Ultimately, however, the relevant question is raised, “What kind of ethical code should be used to protect patients’ confidentiality?” Had this not been the article of two online amateurs, the last section could have served as a wonderful teaching tool. Instead, it turned into yet another demonstration of hubris demonstrating, “Look how I’ve offered a solution to this problem!”

The solution for a “code of ethics” had already been actively addressed, voluntarily, in the medical blogging world, without the need of paternalistic mandates from out-of-touch organization chairpersons. The Heathcare Blogger Code of Ethics (HBCE, also knowns as “Medblogger Code”) was created by communal referendum with each blog’s participation vetted beforehand.
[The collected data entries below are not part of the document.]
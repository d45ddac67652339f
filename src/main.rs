//! # Main — CLI Entry Point
//!
//! Routes subcommands to the API server, the reconciliation engine and the
//! trigger path. Settings come from an optional TOML file, overridden by
//! flags and environment variables (`.env` is loaded first).
//!
//! ## Subcommands
//!
//! - `serve`: HTTP API plus the background reconciliation loop.
//! - `tick`: one reconciliation pass, then exit.
//! - `trigger`: run a task once and print the outcome.
//! - `migrate`: apply the database schema.

mod cli;

use anyhow::Result;
use clap::{Parser, Subcommand};
use std::path::PathBuf;
use tracing_subscriber::EnvFilter;

use polaris::config::{Overrides, Settings};

#[derive(Parser)]
#[command(name = "polaris", about = "Orchestrate test jobs on Jenkins and track their results")]
struct Cli {
    /// TOML settings file
    #[arg(long, env = "POLARIS_CONFIG")]
    config: Option<PathBuf>,

    /// PostgreSQL connection URL (or set DATABASE_URL env var)
    #[arg(long, env = "DATABASE_URL")]
    database_url: Option<String>,

    /// Redis URL for the metrics inbox (in-process inbox when unset)
    #[arg(long, env = "REDIS_URL")]
    redis_url: Option<String>,

    /// Jenkins base URL
    #[arg(long, env = "JENKINS_URL")]
    jenkins_url: Option<String>,

    #[arg(long, env = "JENKINS_USER")]
    jenkins_user: Option<String>,

    #[arg(long, env = "JENKINS_TOKEN", hide_env_values = true)]
    jenkins_token: Option<String>,

    /// SMTP relay host for result mails
    #[arg(long, env = "SMTP_HOST")]
    smtp_host: Option<String>,

    #[arg(long, env = "SMTP_SENDER")]
    smtp_sender: Option<String>,

    #[arg(long, env = "SMTP_PASSWORD", hide_env_values = true)]
    smtp_password: Option<String>,

    /// Seconds between reconciliation ticks
    #[arg(long, env = "POLL_INTERVAL_SECS")]
    poll_interval_secs: Option<u64>,

    #[command(subcommand)]
    command: Commands,
}

#[derive(Subcommand)]
enum Commands {
    /// Serve the HTTP API and run the reconciliation loop
    Serve {
        #[arg(long, default_value_t = 7001)]
        port: u16,
    },
    /// Run one reconciliation tick and exit
    Tick,
    /// Trigger one test run of a task
    Trigger {
        #[arg(long)]
        project_id: i64,
        #[arg(long)]
        task_id: i64,
        /// Version label recorded with the run
        #[arg(long)]
        version: String,
        #[arg(long)]
        user_id: Option<i64>,
    },
    /// Apply the database schema
    Migrate,
}

impl Cli {
    fn settings(&self) -> Result<Settings> {
        let mut settings = Settings::load(self.config.as_deref())?;
        settings.apply(Overrides {
            database_url: self.database_url.clone(),
            redis_url: self.redis_url.clone(),
            jenkins_url: self.jenkins_url.clone(),
            jenkins_user: self.jenkins_user.clone(),
            jenkins_token: self.jenkins_token.clone(),
            smtp_host: self.smtp_host.clone(),
            smtp_sender: self.smtp_sender.clone(),
            smtp_password: self.smtp_password.clone(),
            poll_interval_secs: self.poll_interval_secs,
        });
        Ok(settings)
    }
}

fn main() -> Result<()> {
    let _ = dotenvy::dotenv();

    // LOG_FORMAT=json for log shippers, human-readable otherwise
    let filter = EnvFilter::try_from_default_env().unwrap_or_else(|_| EnvFilter::new("info"));
    let log_format = std::env::var("LOG_FORMAT").unwrap_or_default();
    if log_format == "json" {
        tracing_subscriber::fmt()
            .json()
            .with_env_filter(filter)
            .with_target(false)
            .init();
    } else {
        tracing_subscriber::fmt()
            .with_writer(std::io::stderr)
            .with_env_filter(filter)
            .with_target(false)
            .init();
    }

    let cli = Cli::parse();
    let settings = cli.settings()?;
    let rt = tokio::runtime::Runtime::new()?;

    match &cli.command {
        Commands::Serve { port } => rt.block_on(polaris::dashboard::run(settings, *port)),
        Commands::Tick => rt.block_on(cli::run_tick(&settings)),
        Commands::Trigger {
            project_id,
            task_id,
            version,
            user_id,
        } => rt.block_on(cli::run_trigger(
            &settings,
            polaris::trigger::TriggerRequest {
                project_id: *project_id,
                task_id: *task_id,
                version: version.clone(),
                user_id: *user_id,
            },
        )),
        Commands::Migrate => rt.block_on(cli::run_migrate(&settings)),
    }
}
Nowhere in the HBCE will you find paternalistic directives like “Wait one week before posting [clinical encounter] material to your blog.” We (and I say ‘we’ because I’m an active member in this community) assume that bloggers who care enough to announce due diligence with the HBCE badge don’t need to be micromanaged about their own posting habits, timing, or frankly judgment on any subject.

In fairness, I’d love to see what these two ACEP bioethicists would make of the HBCE and even the sibling patient-focused community, the Patient Blogger Code of Ethics (on the same site above). Perhaps that can be the subject of a future article, once the authors get this whole “blogging” thing down.